CBT launched in April 1949 on 1350 kHz after the Broadcasting Corporation of Newfoundland, the pre-Confederation public broadcaster, was absorbed by the CBC when Newfoundland joined Canada. The frequency was changed to 990 kHz in 1956, and then to 540 kHz in 1963 (with 990 being reassigned to CBY in Corner Brook).

On 540 kHz, CBT transmitted with 10,000 watts using a non-directional antenna. It was a Class A station broadcasting on a Canadian and Mexican clear channel frequency from a transmitter on Crawley Avenue in Grand Falls-Windsor. Because it was at the bottom of the AM dial and on a clear channel frequency, CBT's signal could be heard over much of Central Newfoundland by day. At night, with a good radio, it covered most of Eastern North America.
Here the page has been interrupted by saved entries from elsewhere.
//! Picture library catalog: directory walk, classification, and the flat
//! slide sequence with its wrapping cursor.

use std::collections::BTreeMap;
use std::fs;
use std::path::{Path, PathBuf};
use std::sync::atomic::{AtomicBool, Ordering};
use std::sync::{Arc, Mutex};
use std::thread::JoinHandle;

use rand::seq::SliceRandom;
use tracing::{debug, info, warn};
use walkdir::{DirEntry, WalkDir};

use crate::error::Error;
use crate::rules::{PathRules, PathStatus};

/// One qualifying image file: the relative name of its directory plus the
/// bare file name. Cheap to clone; the strings are shared with the owning
/// [`PicDir`].
#[derive(Debug, Clone, PartialEq, Eq)]
pub struct Entry {
    pub dir: Arc<str>,
    pub file: Arc<str>,
}

impl Entry {
    /// Absolute path of the image under `root`.
    pub fn path(&self, root: &Path) -> PathBuf {
        if self.dir.is_empty() {
            root.join(&*self.file)
        } else {
            root.join(&*self.dir).join(&*self.file)
        }
    }
}

/// A directory that contributed at least one entry to the catalog.
#[derive(Debug, Clone)]
pub struct PicDir {
    pub rel_name: Arc<str>,
    pub files: Vec<Arc<str>>,
}

impl PicDir {
    pub fn file_count(&self) -> usize {
        self.files.len()
    }
}

/// The complete result of one scan: directories in traversal order and the
/// flat entry sequence (optionally a shuffled permutation of the
/// concatenated per-directory lists). Immutable once built apart from the
/// cursor; a rescan replaces the whole catalog.
#[derive(Debug, Clone, Default)]
pub struct Catalog {
    dirs: Vec<PicDir>,
    flat: Vec<Entry>,
    cursor: usize,
}

impl Catalog {
    pub fn entry_count(&self) -> usize {
        self.flat.len()
    }

    pub fn dir_count(&self) -> usize {
        self.dirs.len()
    }

    pub fn is_empty(&self) -> bool {
        self.flat.is_empty()
    }

    pub fn dirs(&self) -> &[PicDir] {
        &self.dirs
    }

    pub fn flat(&self) -> &[Entry] {
        &self.flat
    }

    pub fn entry_at(&self, index: usize) -> Option<&Entry> {
        self.flat.get(index)
    }

    /// Return the entry at the cursor and move the cursor forward, wrapping
    /// at the end. A no-op returning `None` on an empty catalog.
    pub fn advance(&mut self) -> Option<Entry> {
        let entry = self.flat.get(self.cursor)?.clone();
        self.cursor = (self.cursor + 1) % self.flat.len();
        Some(entry)
    }

    /// Log the catalog structure, navigated by directory.
    pub fn dump(&self) {
        debug!(directories = self.dirs.len(), "catalog dump");
        for dir in &self.dirs {
            debug!(dir = %dir.rel_name, files = dir.file_count());
            for file in &dir.files {
                debug!(file = %file);
            }
        }
    }
}

struct ScanShared {
    scanning: AtomicBool,
    progress: Mutex<Option<Entry>>,
    outcome: Mutex<Option<Result<Catalog, Error>>>,
}

/// A picture library rooted at one directory, scanned asynchronously.
///
/// Only one scan may be in flight at a time; [`Library::start_scan`] refuses
/// to start a second. Callers poll [`Library::is_scanning`] and
/// [`Library::current_entry`] for live progress, then collect the result via
/// [`Library::take_catalog`].
pub struct Library {
    root: PathBuf,
    rules: Arc<PathRules>,
    shared: Arc<ScanShared>,
}

impl Library {
    pub fn new(root: PathBuf, rules: PathRules) -> Self {
        Self {
            root,
            rules: Arc::new(rules),
            shared: Arc::new(ScanShared {
                scanning: AtomicBool::new(false),
                progress: Mutex::new(None),
                outcome: Mutex::new(None),
            }),
        }
    }

    pub fn root(&self) -> &Path {
        &self.root
    }

    /// Begin an asynchronous scan on a dedicated thread. There is no
    /// cancellation; the scan runs to completion.
    pub fn start_scan(&self, shuffle: bool) -> Result<JoinHandle<()>, Error> {
        if self
            .shared
            .scanning
            .compare_exchange(false, true, Ordering::AcqRel, Ordering::Acquire)
            .is_err()
        {
            return Err(Error::ScanInProgress);
        }
        *self.shared.progress.lock().expect("scan state poisoned") = None;

        let root = self.root.clone();
        let rules = Arc::clone(&self.rules);
        let shared = Arc::clone(&self.shared);
        let handle = std::thread::Builder::new()
            .name("library-scan".into())
            .spawn(move || {
                let result = scan_tree(&root, &rules, shuffle, &shared.progress);
                *shared.outcome.lock().expect("scan state poisoned") = Some(result);
                shared.scanning.store(false, Ordering::Release);
            })
            .map_err(|source| {
                self.shared.scanning.store(false, Ordering::Release);
                Error::Io(source)
            })?;
        Ok(handle)
    }

    /// Run a scan on the calling thread.
    pub fn scan_blocking(&self, shuffle: bool) -> Result<Catalog, Error> {
        scan_tree(&self.root, &self.rules, shuffle, &self.shared.progress)
    }

    pub fn is_scanning(&self) -> bool {
        self.shared.scanning.load(Ordering::Acquire)
    }

    /// The most recently classified include-entry, for progress reporting.
    pub fn current_entry(&self) -> Option<Entry> {
        self.shared
            .progress
            .lock()
            .expect("scan state poisoned")
            .clone()
    }

    /// Collect the finished scan result, if one is waiting.
    pub fn take_catalog(&self) -> Option<Result<Catalog, Error>> {
        self.shared
            .outcome
            .lock()
            .expect("scan state poisoned")
            .take()
    }
}

fn scan_tree(
    root: &Path,
    rules: &PathRules,
    shuffle: bool,
    progress: &Mutex<Option<Entry>>,
) -> Result<Catalog, Error> {
    info!(root = %root.display(), "directory scan");

    // A bad root aborts the scan with an empty result; anything below it is
    // handled per subtree.
    fs::read_dir(root).map_err(|source| Error::ScanRoot {
        path: root.to_path_buf(),
        source,
    })?;

    let mut by_dir: BTreeMap<String, Vec<Arc<str>>> = BTreeMap::new();
    let walker = WalkDir::new(root)
        .follow_links(true)
        .sort_by_file_name()
        .into_iter()
        .filter_entry(|e| keep_dir(e, root, rules));
    for item in walker {
        let entry = match item {
            Ok(entry) => entry,
            Err(err) => {
                if err.depth() == 0 {
                    return Err(Error::ScanRoot {
                        path: root.to_path_buf(),
                        source: err
                            .into_io_error()
                            .unwrap_or_else(|| std::io::Error::other("walk failed")),
                    });
                }
                warn!(error = %err, "skipping unreadable subtree");
                continue;
            }
        };
        if !entry.file_type().is_file() {
            continue;
        }
        let Some(name) = entry.file_name().to_str() else {
            debug!(path = %entry.path().display(), "skipping non-utf8 file name");
            continue;
        };
        if rules.files.classify(name) != PathStatus::Include {
            continue;
        }
        let rel_dir = relative_dir(entry.path(), root);
        let file: Arc<str> = Arc::from(name);
        *progress.lock().expect("scan state poisoned") = Some(Entry {
            dir: Arc::from(rel_dir.as_str()),
            file: file.clone(),
        });
        by_dir.entry(rel_dir).or_default().push(file);
    }

    let mut dirs = Vec::with_capacity(by_dir.len());
    let mut flat = Vec::new();
    for (rel, files) in by_dir {
        let rel_name: Arc<str> = Arc::from(rel.as_str());
        for file in &files {
            flat.push(Entry {
                dir: rel_name.clone(),
                file: file.clone(),
            });
        }
        dirs.push(PicDir { rel_name, files });
    }
    if shuffle {
        flat.shuffle(&mut rand::rng());
    }
    info!(
        directories = dirs.len(),
        entries = flat.len(),
        shuffle,
        "library scan complete"
    );
    Ok(Catalog {
        dirs,
        flat,
        cursor: 0,
    })
}

fn keep_dir(entry: &DirEntry, root: &Path, rules: &PathRules) -> bool {
    if entry.depth() == 0 || !entry.file_type().is_dir() {
        return true;
    }
    let rel = entry
        .path()
        .strip_prefix(root)
        .unwrap_or(entry.path())
        .to_string_lossy()
        .into_owned();
    // Skip and Exclude both prune the subtree from traversal.
    rules.dirs.classify(&rel) == PathStatus::Include
}

fn relative_dir(file_path: &Path, root: &Path) -> String {
    file_path
        .parent()
        .and_then(|parent| parent.strip_prefix(root).ok())
        .map(|rel| rel.to_string_lossy().into_owned())
        .unwrap_or_default()
}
On July 9, 2021, the CBC submitted an application to the CRTC to convert CBT 540 to 93.3 MHz with an effective radiated power of 100,000 watts (non-directional antenna with an effective height above average terrain of 193.6 metres). The application was approved on January 26, 2022, and CBT discontinued broadcasting on 540 on November 30, 2023.

For much of CBT's history, the station was operated from a studio building located at 4 Harris Avenue in Grand Falls-Windsor. However, in order to cut costs, a reorganization of CBC's central Newfoundland operations was announced in 2013, leading to the closure of the Grand Falls-Windsor building in 2015. All staff and operations based in Grand Falls-Windsor were transferred to CBG in Gander.

==Local programming==
CBT produced its own local programming during the time it had a studio building in Grand Falls-Windsor. By the time the building closed in 2015, local programming was limited to contributions within The Central Morning Show produced at CBG in Gander. Following the closure of the building in Grand Falls-Windsor, this show became produced solely in Gander.

In 2018, The Central Morning Show was replaced by CBC Newfoundland Morning, a joint production between CBG and CBY in Corner Brook that also airs on CBT.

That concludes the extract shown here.